One can expect Mr. Biden to resurrect the 2015 JCPOA and resume negotiations with Iran. The so-called “Iran Deal” was marketed as the Obama administration’s crowning foreign policy achievement, alongside U.S. normalization with Cuba. Personnel, once again, is policy. In addition to Mr. Biden’s campaign statements, and his general nominations, he has selected Wendy Sherman as Deputy Secretary of State. Sherman was the lead P5+1 Negotiator. A reasonable expectation is that she will spearhead Biden’s Iran policy.
Much hinges on whether Mr. Biden and his team adopt an identical outlook to his Democratic predecessor. Advocates of Obama’s Iran policy typically argued for it on narrow grounds. The deal would not remedy all tensions between the U.S. and Iran, and Iran likely would remain an adversary in multiple circumstances. But by regulating the Islamic Republic’s nuclear program, the JCPOA would forestall the dangerous possibility of a nuclear-armed Iran, which could catalyze broader regional proliferation.
This logic is suspect. If the JCPOA did little to change Iranian foreign policy’s underlying logic, then even if Tehran were to abide by it, its broader aggression would still threaten American interests. Hence the JCPOA simply traded sanctions relief for almost no behavioral changes.

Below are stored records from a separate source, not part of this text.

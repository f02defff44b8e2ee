//! Card library for assembling study decks.
//!
//! The `CardLibrary` holds cards in insertion order and indexes them by
//! tag, so callers can slice out a themed subset and feed it to a deck.
//! The library itself never builds decks; it only hands out cards.

use rustc_hash::FxHashMap;

use super::card::TaggedCard;

/// Insertion-ordered collection of cards with tag lookup.
///
/// ## Example
///
/// ```
/// use flashdeck::cards::{CardLibrary, TaggedCard};
///
/// let mut library = CardLibrary::new();
/// library.add(TaggedCard::new("Who is the 11th president of the U.S?", "James Polk", ["president"]));
/// library.add(TaggedCard::new("Which team won the Fifa World Cup in 2022?", "Argentina", ["soccer"]));
///
/// let presidents: Vec<_> = library.find_by_tag("president").collect();
/// assert_eq!(presidents.len(), 1);
/// assert_eq!(presidents[0].back(), "James Polk");
/// ```
#[derive(Clone, Debug, Default)]
pub struct CardLibrary {
    cards: Vec<TaggedCard>,
    by_tag: FxHashMap<String, Vec<usize>>,
}

impl CardLibrary {
    /// Create a new empty library.
    #[must_use]
    pub fn new() -> Self {
        Self::default()
    }

    /// A starter library of trivia cards.
    #[must_use]
    pub fn sample() -> Self {
        [
            TaggedCard::new(
                "What is the capital of Italy?",
                "Rome",
                ["country", "capital"],
            ),
            TaggedCard::new(
                "Who is the 11th president of the U.S?",
                "James Polk",
                ["president"],
            ),
            TaggedCard::new(
                "Which team won the Fifa World Cup in 2022?",
                "Argentina",
                ["soccer", "teams"],
            ),
            TaggedCard::new(
                "Who is the 16th president of the U.S?",
                "Abraham Lincoln",
                ["president"],
            ),
        ]
        .into_iter()
        .collect()
    }

    /// Add a card, keeping insertion order.
    pub fn add(&mut self, card: TaggedCard) {
        let index = self.cards.len();
        for tag in card.tags() {
            let entries = self.by_tag.entry(tag.clone()).or_default();
            // a card tagged "x,x" is still listed once under "x"
            if entries.last() != Some(&index) {
                entries.push(index);
            }
        }
        self.cards.push(card);
    }

    /// Number of cards in the library.
    #[must_use]
    pub fn len(&self) -> usize {
        self.cards.len()
    }

    /// Check if the library is empty.
    #[must_use]
    pub fn is_empty(&self) -> bool {
        self.cards.is_empty()
    }

    /// Iterate over all cards in insertion order.
    pub fn iter(&self) -> impl Iterator<Item = &TaggedCard> {
        self.cards.iter()
    }

    /// Cards carrying the given tag, in insertion order.
    pub fn find_by_tag(&self, tag: &str) -> impl Iterator<Item = &TaggedCard> {
        self.by_tag
            .get(tag)
            .map(Vec::as_slice)
            .unwrap_or(&[])
            .iter()
            .map(|&index| &self.cards[index])
    }

    /// Cards matching a predicate, in insertion order.
    pub fn find<F>(&self, predicate: F) -> impl Iterator<Item = &TaggedCard>
    where
        F: Fn(&TaggedCard) -> bool,
    {
        self.cards.iter().filter(move |c| predicate(c))
    }

    /// Distinct tags across the library, in no particular order.
    pub fn tags(&self) -> impl Iterator<Item = &str> {
        self.by_tag.keys().map(String::as_str)
    }
}

impl FromIterator<TaggedCard> for CardLibrary {
    fn from_iter<I: IntoIterator<Item = TaggedCard>>(iter: I) -> Self {
        let mut library = Self::new();
        for card in iter {
            library.add(card);
        }
        library
    }
}

#[cfg(test)]
mod tests {
    use super::*;

    #[test]
    fn test_add_and_iterate() {
        let mut library = CardLibrary::new();
        assert!(library.is_empty());

        library.add(TaggedCard::untagged("Q1", "A1"));
        library.add(TaggedCard::untagged("Q2", "A2"));

        assert_eq!(library.len(), 2);
        let fronts: Vec<_> = library.iter().map(TaggedCard::front).collect();
        assert_eq!(fronts, ["Q1", "Q2"]);
    }

    #[test]
    fn test_find_by_tag_preserves_order() {
        let mut library = CardLibrary::new();
        library.add(TaggedCard::new("Q1", "A1", ["a"]));
        library.add(TaggedCard::new("Q2", "A2", ["b"]));
        library.add(TaggedCard::new("Q3", "A3", ["a", "b"]));

        let tagged_a: Vec<_> = library.find_by_tag("a").map(TaggedCard::front).collect();
        assert_eq!(tagged_a, ["Q1", "Q3"]);

        let tagged_b: Vec<_> = library.find_by_tag("b").map(TaggedCard::front).collect();
        assert_eq!(tagged_b, ["Q2", "Q3"]);

        assert_eq!(library.find_by_tag("missing").count(), 0);
    }

    #[test]
    fn test_duplicate_tag_on_one_card_listed_once() {
        let mut library = CardLibrary::new();
        library.add(TaggedCard::new("Q", "A", ["x", "x"]));

        assert_eq!(library.find_by_tag("x").count(), 1);
    }

    #[test]
    fn test_find_with_predicate() {
        let mut library = CardLibrary::new();
        library.add(TaggedCard::untagged("short", "A"));
        library.add(TaggedCard::untagged("a much longer question", "A"));

        let long: Vec<_> = library.find(|c| c.front().len() > 10).collect();
        assert_eq!(long.len(), 1);
        assert_eq!(long[0].front(), "a much longer question");
    }

    #[test]
    fn test_tags_distinct() {
        let mut library = CardLibrary::new();
        library.add(TaggedCard::new("Q1", "A1", ["a", "b"]));
        library.add(TaggedCard::new("Q2", "A2", ["b"]));

        let mut tags: Vec<_> = library.tags().collect();
        tags.sort_unstable();
        assert_eq!(tags, ["a", "b"]);
    }

    #[test]
    fn test_sample_library() {
        let library = CardLibrary::sample();

        assert_eq!(library.len(), 4);
        assert_eq!(library.find_by_tag("president").count(), 2);
        assert_eq!(library.find_by_tag("capital").count(), 1);
    }
}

Nevertheless, this perspective is less dangerous than Barack Obama’s more coherent likely underlying motivations. Mr. Obama’s pressure on Israel and Saudi Arabia, desire to reduce Middle Eastern force presence, and unwillingness to defend America’s Middle Eastern interests with force – ironically, he shared the latter two proclivities with Mr. Trump – throws into relief the Iran nuclear deal. It was meant to “reorient” the region by settling disputes between the United States and Iran, thereby enabling an American extrication from the Middle East, a region which Mr. Obama viewed as holding little strategic importance.

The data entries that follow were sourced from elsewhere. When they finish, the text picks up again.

//! Tagged flashcards - immutable question/answer values.
//!
//! `TaggedCard` holds one question/answer pair plus its tags. Cards are
//! plain values: building a deck, requeueing a missed card, or keeping
//! an old deck state around all copy cards wholesale, so the type stays
//! small and never exposes interior mutation.
//!
//! ## File format
//!
//! A card serializes to a single line:
//!
//! ```text
//! <front>|<back>|<tag1>,<tag2>,...
//! ```
//!
//! The format has no escaping. Field values and tags must not contain
//! the separator characters; that invariant belongs to whoever produces
//! the card data.

use serde::{Deserialize, Serialize};
use smallvec::SmallVec;

/// Separator between the front, back, and tag-list fields.
pub const FIELD_SEPARATOR: &str = "|";

/// Separator between individual tags inside the tag-list field.
pub const TAG_SEPARATOR: &str = ",";

/// A flashcard with a question side, an answer side, and tags.
///
/// Tags keep their insertion order and may repeat.
///
/// ## Example
///
/// ```
/// use flashdeck::cards::TaggedCard;
///
/// let card = TaggedCard::new("What is the capital of Italy?", "Rome", ["country", "capital"]);
///
/// assert!(card.has_tag("capital"));
/// assert_eq!(
///     card.file_format(),
///     "What is the capital of Italy?|Rome|country,capital",
/// );
/// ```
#[derive(Clone, Debug, PartialEq, Eq, Hash, Serialize, Deserialize)]
pub struct TaggedCard {
    front: String,
    back: String,
    tags: SmallVec<[String; 4]>,
}

impl TaggedCard {
    /// Create a card with tags.
    #[must_use]
    pub fn new(
        front: impl Into<String>,
        back: impl Into<String>,
        tags: impl IntoIterator<Item = impl Into<String>>,
    ) -> Self {
        Self {
            front: front.into(),
            back: back.into(),
            tags: tags.into_iter().map(Into::into).collect(),
        }
    }

    /// Create a card with no tags.
    #[must_use]
    pub fn untagged(front: impl Into<String>, back: impl Into<String>) -> Self {
        Self {
            front: front.into(),
            back: back.into(),
            tags: SmallVec::new(),
        }
    }

    /// Add a tag (builder pattern).
    #[must_use]
    pub fn with_tag(mut self, tag: impl Into<String>) -> Self {
        self.tags.push(tag.into());
        self
    }

    /// The question side.
    #[must_use]
    pub fn front(&self) -> &str {
        &self.front
    }

    /// The answer side.
    #[must_use]
    pub fn back(&self) -> &str {
        &self.back
    }

    /// All tags, in insertion order.
    #[must_use]
    pub fn tags(&self) -> &[String] {
        &self.tags
    }

    /// Check whether the card carries a tag.
    #[must_use]
    pub fn has_tag(&self, tag: &str) -> bool {
        self.tags.iter().any(|t| t == tag)
    }

    /// Serialize to the `front|back|tag1,tag2,...` line format.
    ///
    /// An empty tag list keeps the trailing field separator: `front|back|`.
    #[must_use]
    pub fn file_format(&self) -> String {
        format!(
            "{front}{sep}{back}{sep}{tags}",
            front = self.front,
            back = self.back,
            sep = FIELD_SEPARATOR,
            tags = self.tags.join(TAG_SEPARATOR),
        )
    }
}

impl std::fmt::Display for TaggedCard {
    fn fmt(&self, f: &mut std::fmt::Formatter<'_>) -> std::fmt::Result {
        write!(f, "{}", self.file_format())
    }
}
//! Pose integration: consumes frame-to-frame motion estimates and maintains
//! the robot pose in a fixed world frame.
//!
//! - Frame processor capability and its ownership slot
//! - Anchor / re-anchor state machine with NaN recovery
//! - Twist derivation between consecutive successful frames
//! - Per-frame diagnostics

pub mod integrator;
pub mod options;
pub mod processor;
pub mod result;
pub mod state;
pub mod velocity;

pub use integrator::PoseIntegrator;
pub use options::VoOptions;
pub use processor::{
    FeatureStats, FrameProcessor, LevelStats, MotionEstimate, MotionStatus, ProcessorFactory,
    ProcessorSlot,
};
pub use result::{FrameDiagnostic, FrameOutcome, FrameOutput};
pub use state::{AnchorMode, IntegratorPhase};
pub use velocity::{Twist, VelocityEstimator};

But one can oppose an Iraq-style massive intervention while still recognizing the region’s critical role in American security. The Middle East sits along the key maritime route that links Europe and Asia and contains half of the world’s oil reserves. If America is to secure international freedom of navigation, protect Sea Lines of Communication between allies and forces in different hemispheres, and ensure its partners’ economies receive adequate energy, the U.S. must remain engaged in the Middle East.

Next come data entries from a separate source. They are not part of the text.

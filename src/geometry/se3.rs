//! Rigid-body transforms in 3D.
//!
//! Poses follow the `T_target_source` naming used throughout the crate:
//! `T_world_base.transform_point(p_base)` yields the point in world frame.

use nalgebra::{Matrix3, Matrix4, Rotation3, Translation3, UnitQuaternion, Vector3};

/// Below this angle a rotation is treated as identity when extracting an axis.
const SMALL_ANGLE_THRESHOLD: f64 = 1e-12;

/// Rigid transform: rotation as a unit quaternion plus a translation.
#[derive(Debug, Clone, PartialEq)]
pub struct SE3 {
    pub rotation: UnitQuaternion<f64>,
    pub translation: Vector3<f64>,
}

impl SE3 {
    pub fn identity() -> Self {
        Self {
            rotation: UnitQuaternion::identity(),
            translation: Vector3::zeros(),
        }
    }

    /// Build from rotation and translation parts.
    pub fn from_rt(rotation: UnitQuaternion<f64>, translation: Vector3<f64>) -> Self {
        Self {
            rotation,
            translation,
        }
    }

    /// Build from a w-first quaternion without renormalizing it.
    ///
    /// Used where the quaternion comes from an external estimator and must be
    /// inspected as-is (e.g. for NaN components).
    pub fn from_raw_parts(qw: f64, qx: f64, qy: f64, qz: f64, translation: Vector3<f64>) -> Self {
        Self {
            rotation: UnitQuaternion::new_unchecked(nalgebra::Quaternion::new(qw, qx, qy, qz)),
            translation,
        }
    }

    /// Build from a homogeneous 4x4 matrix. The rotation block is
    /// re-orthonormalized through the quaternion conversion.
    pub fn from_matrix(m: Matrix4<f64>) -> Self {
        let r: Matrix3<f64> = m.fixed_view::<3, 3>(0, 0).into_owned();
        let rotation = UnitQuaternion::from_rotation_matrix(&Rotation3::from_matrix(&r));
        let translation = Vector3::new(m[(0, 3)], m[(1, 3)], m[(2, 3)]);
        Self {
            rotation,
            translation,
        }
    }

    /// Pure translation.
    pub fn from_translation(translation: Vector3<f64>) -> Self {
        Self {
            rotation: UnitQuaternion::identity(),
            translation,
        }
    }

    /// Pure rotation of `angle` radians about `axis`.
    pub fn from_axis_angle(axis: &Vector3<f64>, angle: f64) -> Self {
        Self {
            rotation: UnitQuaternion::from_scaled_axis(axis.normalize() * angle),
            translation: Vector3::zeros(),
        }
    }

    pub fn to_matrix(&self) -> Matrix4<f64> {
        let iso = nalgebra::Isometry3::from_parts(
            Translation3::from(self.translation),
            self.rotation,
        );
        iso.to_homogeneous()
    }

    /// Group composition: `self * other`.
    pub fn compose(&self, other: &SE3) -> SE3 {
        SE3 {
            rotation: self.rotation * other.rotation,
            translation: self.rotation * other.translation + self.translation,
        }
    }

    pub fn inverse(&self) -> SE3 {
        let rot_inv = self.rotation.inverse();
        SE3 {
            rotation: rot_inv,
            translation: -(rot_inv * self.translation),
        }
    }

    pub fn transform_point(&self, p: &Vector3<f64>) -> Vector3<f64> {
        self.rotation * p + self.translation
    }

    /// True when every translation and quaternion component is finite.
    pub fn is_finite(&self) -> bool {
        let q = self.rotation.quaternion();
        self.translation.iter().all(|v| v.is_finite())
            && q.coords.iter().all(|v| v.is_finite())
    }

    /// Copy with the translation multiplied by `factor`; rotation untouched.
    pub fn with_scaled_translation(&self, factor: f64) -> SE3 {
        SE3 {
            rotation: self.rotation,
            translation: self.translation * factor,
        }
    }

    /// Rotation as (unit axis, angle in [0, π]). The axis is +X for
    /// a (near-)identity rotation.
    pub fn axis_angle(&self) -> (Vector3<f64>, f64) {
        match self.rotation.axis_angle() {
            Some((axis, angle)) if angle > SMALL_ANGLE_THRESHOLD => (axis.into_inner(), angle),
            _ => (Vector3::x(), 0.0),
        }
    }

    /// Rotation vector (axis * angle).
    pub fn rotation_vector(&self) -> Vector3<f64> {
        let (axis, angle) = self.axis_angle();
        axis * angle
    }
}

impl Default for SE3 {
    fn default() -> Self {
        Self::identity()
    }
}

Iran’s action, therefore, is a clear political signal designed to test the new administration’s resolve and discover whether it intends to cede the region wholesale to Iranian influence. The Biden administration should respond carefully. Despite its strategic incoherence and inability to capitalize on clear political opportunities, the Trump administration produced the Abraham Accords, the public element of a growing anti-Iranian entente. This coalition may be able to resist Iranian influence without significant American support. Still, it will still require active American engagement and the backing of U.S. naval power. And united by a common interest, it is possible that Israel and Saudi Arabia, the U.S.' key Middle Eastern partners, may turn to a different benefactor if they feel the U.S. has no stomach to respond to Iranian aggression.
Mr. Biden’s response to the challenge Iran issued by arresting an American businessman two days before the new administration took office will give the world a good indication of future U.S. policy toward Iran.